## Try it
Your answer should reproduce every line of the material in which the word "PageRequest" occurs.

BEGIN Exercise material

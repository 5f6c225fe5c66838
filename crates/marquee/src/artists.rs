use crate::catalog::{LoadedPage, ViewController, VirtualPager};
use crate::config::AppConfig;
use crate::output::{
    browse, format_navigation, header, load_page, output_json, PageOutput, PaginationInfo,
};
use crate::prelude::{println, *};
use crate::providers::{Catalogs, SpotifyProvider};
use colored::Colorize;
use marquee_core::entity::{Artist, TopResult};
use marquee_core::paging::{normalize_limit, PageRequest};
use marquee_core::partition::QuerySelector;
use std::sync::Arc;

#[derive(Debug, clap::Parser)]
#[command(name = "artists")]
#[command(about = "Spotify artist search")]
pub struct App {
    #[command(subcommand)]
    pub command: Commands,
}

#[derive(Debug, clap::Subcommand)]
pub enum Commands {
    /// Most popular artists for a query, or across all configured genres
    #[clap(name = "top")]
    Top(TopOptions),

    /// One page of artists
    #[clap(name = "page")]
    Page(PageOptions),
}

#[derive(Debug, clap::Args, Clone)]
pub struct Filter {
    /// Market (ISO 3166-1 alpha-2 country code)
    #[arg(short, long)]
    pub country: Option<String>,

    /// Search query, e.g. "genre:rock". Repeat to merge several; "all" uses
    /// every configured partition.
    #[arg(short, long = "query")]
    pub queries: Vec<String>,
}

impl Filter {
    fn selector(&self) -> QuerySelector {
        QuerySelector::from_values(self.queries.clone())
    }

    /// Flags that reproduce this filter on the command line
    fn flags(&self) -> String {
        let mut flags = String::new();
        if let Some(country) = &self.country {
            flags.push_str(&f!(" --country {country}"));
        }
        for query in &self.queries {
            flags.push_str(&f!(" --query '{query}'"));
        }
        flags
    }
}

#[derive(Debug, clap::Args, Clone)]
pub struct TopOptions {
    /// Number of artists to show
    #[arg(short, long, default_value = "6")]
    pub limit: i64,

    #[clap(flatten)]
    pub filter: Filter,

    /// Output as JSON
    #[arg(long)]
    pub json: bool,
}

#[derive(Debug, clap::Args, Clone)]
pub struct PageOptions {
    /// Page number (1-indexed)
    #[arg(short, long, default_value = "1")]
    pub page: i64,

    /// Artists per page
    #[arg(long, env = "MARQUEE_PAGE_SIZE", default_value = "60")]
    pub page_size: i64,

    #[clap(flatten)]
    pub filter: Filter,

    /// Output as JSON
    #[arg(long, conflicts_with = "interactive")]
    pub json: bool,

    /// Browse pages from the terminal
    #[arg(short, long)]
    pub interactive: bool,
}

pub async fn run(app: App, global: crate::Global) -> Result<()> {
    let config = AppConfig::from_env()?;
    if global.verbose {
        println!("Spotify API Base: {}", config.spotify.api_base);
        println!("Market: {}", config.spotify.market);
        println!("Partitions: {}", config.spotify.partitions.join(", "));
        println!();
    }

    let pager = Catalogs::from_config(&config)?.artists;

    match app.command {
        Commands::Top(options) => top(pager, options).await,
        Commands::Page(options) => page(pager, options).await,
    }
}

/// Fetches the most popular artists as a structured TopResult
pub async fn top_artists_data(
    pager: &VirtualPager<SpotifyProvider>,
    limit: i64,
    filter: &Filter,
) -> Result<TopResult<Artist>> {
    let limit = normalize_limit(Some(limit), pager.config().provider_max_batch);
    let items = pager
        .top_n(limit, filter.country.as_deref(), &filter.selector(), None)
        .await?;
    Ok(TopResult { items })
}

async fn top(pager: Arc<VirtualPager<SpotifyProvider>>, options: TopOptions) -> Result<()> {
    let output = top_artists_data(&pager, options.limit, &options.filter).await?;

    if options.json {
        return output_json(&output);
    }

    println!("{}", header(&f!("TOP {} ARTISTS", output.items.len())));
    if output.items.is_empty() {
        println!("{}", "No artists found.".yellow());
        return Ok(());
    }

    let mut table = new_table();
    table.add_row(prettytable::row![
        "#".bold().cyan(),
        "Name".bold().cyan(),
        "Popularity".bold().cyan(),
        "Genres".bold().cyan(),
        "ID".bold().cyan()
    ]);
    for (idx, artist) in output.items.iter().enumerate() {
        table.add_row(prettytable::row![
            idx + 1,
            artist.name.as_deref().unwrap_or("(No name)"),
            artist.popularity(),
            artist.genres.join(", "),
            &artist.id
        ]);
    }
    table.printstd();

    Ok(())
}

async fn page(pager: Arc<VirtualPager<SpotifyProvider>>, options: PageOptions) -> Result<()> {
    let request = PageRequest::normalize(Some(options.page), Some(options.page_size));
    let controller = ViewController::new(
        pager,
        request.page_size,
        options.filter.country.clone(),
        options.filter.selector(),
    );

    if options.interactive {
        return browse(&controller, request.page, format_page).await;
    }

    let loaded = load_page(&controller, request.page).await?;
    let base_command = f!("marquee artists page{}", options.filter.flags());
    let command = f!("{base_command} --page-size {}", request.page_size);
    let pagination = PaginationInfo::new(&loaded.state, &command);

    if options.json {
        return output_json(&PageOutput {
            items: loaded.items,
            pagination,
        });
    }

    let mut result = String::new();
    if loaded.page != request.page {
        result.push_str(&f!(
            "\n{}\n",
            f!("Page {} is past the end, showing page {}.", request.page, loaded.page).yellow()
        ));
    }
    result.push_str(&format_page(&loaded));
    result.push_str(&format_navigation(&pagination, &base_command));
    println!("{}", result);

    Ok(())
}

fn format_page(loaded: &LoadedPage<Artist>) -> String {
    let mut result = header(&f!(
        "ARTISTS (Page {} of {})",
        loaded.state.current_page, loaded.state.total_pages
    ));
    if loaded.items.is_empty() {
        result.push_str(&f!("\n{}\n", "No artists on this page.".yellow()));
    }
    for (idx, artist) in loaded.items.iter().enumerate() {
        result.push_str(&format_artist(loaded.offset + idx + 1, artist));
    }
    result
}

fn format_artist(number: usize, artist: &Artist) -> String {
    let mut result = String::new();

    result.push_str(&f!(
        "\n{} {}\n",
        f!("[{number}]").yellow().bold(),
        artist
            .name
            .as_deref()
            .unwrap_or("(No name)")
            .white()
            .bold()
    ));

    let followers = artist
        .followers()
        .map(|f| f.to_string())
        .unwrap_or_else(|| "unknown".to_string());
    result.push_str(&f!(
        "    {}: {} | {}: {}\n",
        "Popularity".green(),
        artist.popularity().to_string().bright_yellow(),
        "Followers".green(),
        followers.bright_magenta()
    ));

    if !artist.genres.is_empty() {
        result.push_str(&f!(
            "    {}: {}\n",
            "Genres".green(),
            artist.genres.join(", ").bright_white()
        ));
    }

    if let Some(image) = artist.images.first() {
        result.push_str(&f!(
            "    {}: {}\n",
            "Image".green(),
            image.url.cyan().underline()
        ));
    }

    result.push_str(&f!(
        "    {}: {}\n",
        "ID".green(),
        artist.id.bright_white()
    ));

    result
}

END Exercise material

## Response box
use marquee_core::paging::{normalize_limit, PageRequest};
    let request = PageRequest::normalize(Some(options.page), Some(options.page_size));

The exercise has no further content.